Wednesday, March 17, 2010

WORDS ARE NOT ENOUGH

I've been pondering on a lot of things these past few days.. Im so glad there are people,who may not know me personally, who gives advises and supports me... You guys know who you are, I dont know how to thank you..

Blogging is the greatest tool i have at this point of time, to slowly get over him. I have posted a discussion on the coffee shop entitled "HOW TO GET OVER", at first, i didnt thought that it would help me,but guess what, i had a transformation. Little by little, i am coming to the realization of totally getting over him and how stupid i am for still seeing him. So far, in my 23 years of living on this planet called earth, this is the greatest challenge i ever had.. And im so proud to say, that im stronger than ever.
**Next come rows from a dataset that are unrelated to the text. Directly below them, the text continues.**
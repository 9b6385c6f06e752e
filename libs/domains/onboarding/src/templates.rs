//! Welcome email rendering.
//!
//! Handlebars templates built from [`WelcomeTemplateConfig`]. The body
//! always carries the welcome paragraph and adds the confirmation paragraph
//! for unconfirmed users.

use crate::config::WelcomeTemplateConfig;
use crate::error::TemplateError;
use crate::models::UserRecord;
use handlebars::Handlebars;
use serde::Serialize;
use std::sync::Arc;
use tracing::debug;

const SUBJECT: &str = "subject";
const BODY: &str = "body";

#[derive(Serialize)]
struct WelcomeData<'a> {
    name: &'a str,
    confirmed: bool,
    confirmation_url: &'a str,
}

/// Rendered subject and HTML body.
#[derive(Debug, Clone, PartialEq, Eq)]
pub struct RenderedWelcome {
    pub subject: String,
    pub html: String,
}

/// Compiled welcome templates. Cheap to clone.
#[derive(Clone)]
pub struct WelcomeTemplate {
    // Subject is plain text, so it gets no HTML escaping
    subject: Arc<Handlebars<'static>>,
    html: Arc<Handlebars<'static>>,
    confirmation_url: String,
}

impl WelcomeTemplate {
    pub fn new(config: &WelcomeTemplateConfig) -> Result<Self, TemplateError> {
        let mut subject = Handlebars::new();
        subject.register_escape_fn(handlebars::no_escape);
        subject.register_template_string(SUBJECT, &config.subject)?;

        let mut html = Handlebars::new();
        let body = format!(
            "{}{{{{#unless confirmed}}}}{}{{{{/unless}}}}",
            config.welcome_html, config.confirmation_html
        );
        html.register_template_string(BODY, body)?;

        Ok(Self {
            subject: Arc::new(subject),
            html: Arc::new(html),
            confirmation_url: config.confirmation_url.clone(),
        })
    }

    pub fn render(&self, user: &UserRecord) -> Result<RenderedWelcome, TemplateError> {
        debug!(user_id = %user.id, confirmed = user.confirmed, "Rendering welcome email");

        let data = WelcomeData {
            name: &user.name,
            confirmed: user.confirmed,
            confirmation_url: &self.confirmation_url,
        };

        Ok(RenderedWelcome {
            subject: self.subject.render(SUBJECT, &data)?,
            html: self.html.render(BODY, &data)?,
        })
    }
}

impl std::fmt::Debug for WelcomeTemplate {
    fn fmt(&self, f: &mut std::fmt::Formatter<'_>) -> std::fmt::Result {
        f.debug_struct("WelcomeTemplate")
            .field("confirmation_url", &self.confirmation_url)
            .finish_non_exhaustive()
    }
}

#[cfg(test)]
mod tests {
    use super::*;

    fn template() -> WelcomeTemplate {
        WelcomeTemplate::new(&WelcomeTemplateConfig::default()).unwrap()
    }

    #[test]
    fn test_subject() {
        let user = UserRecord::new("u-1", "Ana", "ana@example.com");
        assert_eq!(template().render(&user).unwrap().subject, "Bienvenido, Ana!");
    }

    #[test]
    fn test_confirmed_user_gets_no_confirmation_link() {
        let user = UserRecord::new("u-1", "Ana", "ana@example.com").confirmed(true);
        let rendered = template().render(&user).unwrap();

        assert_eq!(rendered.html, "<p>Bienvenido a nuestro newsletter, <b>Ana</b>!</p>");
    }

    #[test]
    fn test_unconfirmed_user_gets_confirmation_link() {
        let user = UserRecord::new("u-1", "Ana", "ana@example.com");
        let rendered = template().render(&user).unwrap();

        assert!(rendered.html.starts_with("<p>Bienvenido a nuestro newsletter, <b>Ana</b>!</p>"));
        assert!(rendered.html.contains("http://fake.newsletter.com"));
        assert!(rendered.html.contains("confirmá tu email"));
    }

    #[test]
    fn test_rendering_is_deterministic() {
        let user = UserRecord::new("u-1", "Ana", "ana@example.com");
        let template = template();
        assert_eq!(template.render(&user).unwrap(), template.render(&user).unwrap());
    }

    #[test]
    fn test_name_is_escaped_in_html_only() {
        let user = UserRecord::new("u-1", "<Ana & Bo>", "ana@example.com").confirmed(true);
        let rendered = template().render(&user).unwrap();

        assert_eq!(rendered.subject, "Bienvenido, <Ana & Bo>!");
        assert!(rendered.html.contains("<b>&lt;Ana &amp; Bo&gt;</b>"));
    }

    #[test]
    fn test_custom_confirmation_url_is_not_escaped() {
        let config = WelcomeTemplateConfig {
            confirmation_url: "https://news.example.com/c?a=1&b=2".to_string(),
            ..WelcomeTemplateConfig::default()
        };
        let user = UserRecord::new("u-1", "Ana", "ana@example.com");
        let rendered = WelcomeTemplate::new(&config).unwrap().render(&user).unwrap();

        assert!(rendered.html.contains("https://news.example.com/c?a=1&b=2"));
    }

    #[test]
    fn test_invalid_template_is_rejected() {
        let config = WelcomeTemplateConfig {
            subject: "{{#if}}".to_string(),
            ..WelcomeTemplateConfig::default()
        };
        assert!(WelcomeTemplate::new(&config).is_err());
    }
}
It took me quite awhile to recover from these, but everyone have the chance to change, we may not be able to correct what happened in the past, but we learn not to make the same mistake. And i really hope that i could surpass this. I cant promise anything for now, but il do my best to resist him.

One more person who helped me get through this is my dear friend/roommate/officemate, who was there for me all this time. Well,she actually dont know about this blog,hehehe.... She was really nice to me.. One of the best friend i ever had. Cant thank her enough. She makes me look forward in everyday of my life..At this time, she's the best thing that ever happened in my life...

And oh,the guy that im dating now, i finally broken up with him,cant fool my self and i also dont want to fool him and hurt him.

4 comments:

  1. Well least you know how we all feel in the coffee shop, heal fast, live long and be happy.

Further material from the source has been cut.